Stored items

----

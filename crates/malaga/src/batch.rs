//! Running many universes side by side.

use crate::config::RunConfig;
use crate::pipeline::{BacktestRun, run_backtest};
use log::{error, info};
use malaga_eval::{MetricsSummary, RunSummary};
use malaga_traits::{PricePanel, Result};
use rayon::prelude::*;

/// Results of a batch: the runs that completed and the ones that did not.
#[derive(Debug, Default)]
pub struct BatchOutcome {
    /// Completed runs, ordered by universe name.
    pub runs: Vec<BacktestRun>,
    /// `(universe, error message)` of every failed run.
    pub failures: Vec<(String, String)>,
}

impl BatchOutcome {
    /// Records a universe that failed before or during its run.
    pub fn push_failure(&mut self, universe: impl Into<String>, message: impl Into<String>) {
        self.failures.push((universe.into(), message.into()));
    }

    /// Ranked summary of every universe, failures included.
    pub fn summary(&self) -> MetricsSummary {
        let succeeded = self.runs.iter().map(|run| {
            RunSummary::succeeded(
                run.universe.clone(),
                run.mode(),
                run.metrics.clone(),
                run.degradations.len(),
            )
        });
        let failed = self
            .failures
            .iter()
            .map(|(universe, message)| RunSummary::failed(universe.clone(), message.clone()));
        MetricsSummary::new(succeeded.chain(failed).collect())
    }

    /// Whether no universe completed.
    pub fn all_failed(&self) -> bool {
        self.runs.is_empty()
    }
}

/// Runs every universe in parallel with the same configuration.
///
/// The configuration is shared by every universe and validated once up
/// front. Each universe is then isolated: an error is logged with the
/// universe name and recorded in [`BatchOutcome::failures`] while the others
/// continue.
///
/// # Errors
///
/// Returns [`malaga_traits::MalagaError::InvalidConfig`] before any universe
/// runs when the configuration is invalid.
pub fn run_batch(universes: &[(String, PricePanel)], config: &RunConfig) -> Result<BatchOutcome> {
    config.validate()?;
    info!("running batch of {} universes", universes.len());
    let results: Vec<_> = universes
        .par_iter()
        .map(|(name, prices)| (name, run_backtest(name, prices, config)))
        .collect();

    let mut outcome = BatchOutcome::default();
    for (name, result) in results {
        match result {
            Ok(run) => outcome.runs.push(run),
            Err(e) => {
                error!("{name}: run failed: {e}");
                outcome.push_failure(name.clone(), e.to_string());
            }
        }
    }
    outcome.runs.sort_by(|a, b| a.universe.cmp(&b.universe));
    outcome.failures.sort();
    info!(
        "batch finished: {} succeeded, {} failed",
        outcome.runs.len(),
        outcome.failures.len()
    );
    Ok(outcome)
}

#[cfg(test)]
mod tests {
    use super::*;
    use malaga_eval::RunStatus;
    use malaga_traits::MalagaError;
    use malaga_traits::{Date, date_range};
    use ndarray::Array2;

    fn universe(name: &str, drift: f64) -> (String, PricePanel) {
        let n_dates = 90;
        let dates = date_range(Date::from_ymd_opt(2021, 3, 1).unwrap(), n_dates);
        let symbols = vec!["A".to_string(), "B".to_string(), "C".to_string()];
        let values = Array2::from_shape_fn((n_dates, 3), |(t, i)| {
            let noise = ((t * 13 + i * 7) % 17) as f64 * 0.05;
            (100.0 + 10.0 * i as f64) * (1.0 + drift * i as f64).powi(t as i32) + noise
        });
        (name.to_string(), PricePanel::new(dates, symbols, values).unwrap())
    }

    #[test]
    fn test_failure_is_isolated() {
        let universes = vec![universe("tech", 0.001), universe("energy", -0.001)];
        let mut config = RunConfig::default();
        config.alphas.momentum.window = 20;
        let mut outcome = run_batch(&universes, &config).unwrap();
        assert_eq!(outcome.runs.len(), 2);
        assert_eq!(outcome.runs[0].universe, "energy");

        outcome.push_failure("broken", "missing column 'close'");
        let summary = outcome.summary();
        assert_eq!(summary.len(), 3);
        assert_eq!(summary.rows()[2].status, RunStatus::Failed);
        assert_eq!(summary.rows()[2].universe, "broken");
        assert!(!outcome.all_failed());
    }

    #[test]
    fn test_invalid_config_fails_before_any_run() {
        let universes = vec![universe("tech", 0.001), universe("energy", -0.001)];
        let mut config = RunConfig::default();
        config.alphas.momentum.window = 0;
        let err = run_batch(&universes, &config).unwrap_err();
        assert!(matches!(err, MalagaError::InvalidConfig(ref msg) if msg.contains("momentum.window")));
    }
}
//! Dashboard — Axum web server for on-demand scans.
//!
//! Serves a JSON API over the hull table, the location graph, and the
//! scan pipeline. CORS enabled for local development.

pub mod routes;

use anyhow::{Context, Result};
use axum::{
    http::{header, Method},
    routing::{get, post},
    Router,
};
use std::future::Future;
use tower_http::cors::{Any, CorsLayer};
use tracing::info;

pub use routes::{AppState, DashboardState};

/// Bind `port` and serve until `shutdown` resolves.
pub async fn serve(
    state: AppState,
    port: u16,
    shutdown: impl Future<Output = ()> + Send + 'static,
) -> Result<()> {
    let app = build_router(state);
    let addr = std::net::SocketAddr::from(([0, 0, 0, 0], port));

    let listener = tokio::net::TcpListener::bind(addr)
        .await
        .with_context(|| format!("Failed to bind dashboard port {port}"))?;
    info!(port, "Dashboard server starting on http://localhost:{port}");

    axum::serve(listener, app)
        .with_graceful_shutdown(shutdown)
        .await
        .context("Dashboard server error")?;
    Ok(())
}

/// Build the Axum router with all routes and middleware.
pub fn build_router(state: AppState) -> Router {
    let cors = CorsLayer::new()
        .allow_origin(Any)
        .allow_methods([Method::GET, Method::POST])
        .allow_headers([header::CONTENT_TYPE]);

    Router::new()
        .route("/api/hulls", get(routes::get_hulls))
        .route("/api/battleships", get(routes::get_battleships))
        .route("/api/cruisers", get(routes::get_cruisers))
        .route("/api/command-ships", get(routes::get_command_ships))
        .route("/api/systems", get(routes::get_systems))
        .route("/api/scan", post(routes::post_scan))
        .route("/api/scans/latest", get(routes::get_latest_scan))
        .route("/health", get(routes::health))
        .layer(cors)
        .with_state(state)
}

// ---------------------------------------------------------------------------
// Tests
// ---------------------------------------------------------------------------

----

## [TASK PROMPT]
Copy every line of the data that holds the string "AppState".

## [FINISHED TASK]
pub use routes::{AppState, DashboardState};
    state: AppState,
pub fn build_router(state: AppState) -> Router {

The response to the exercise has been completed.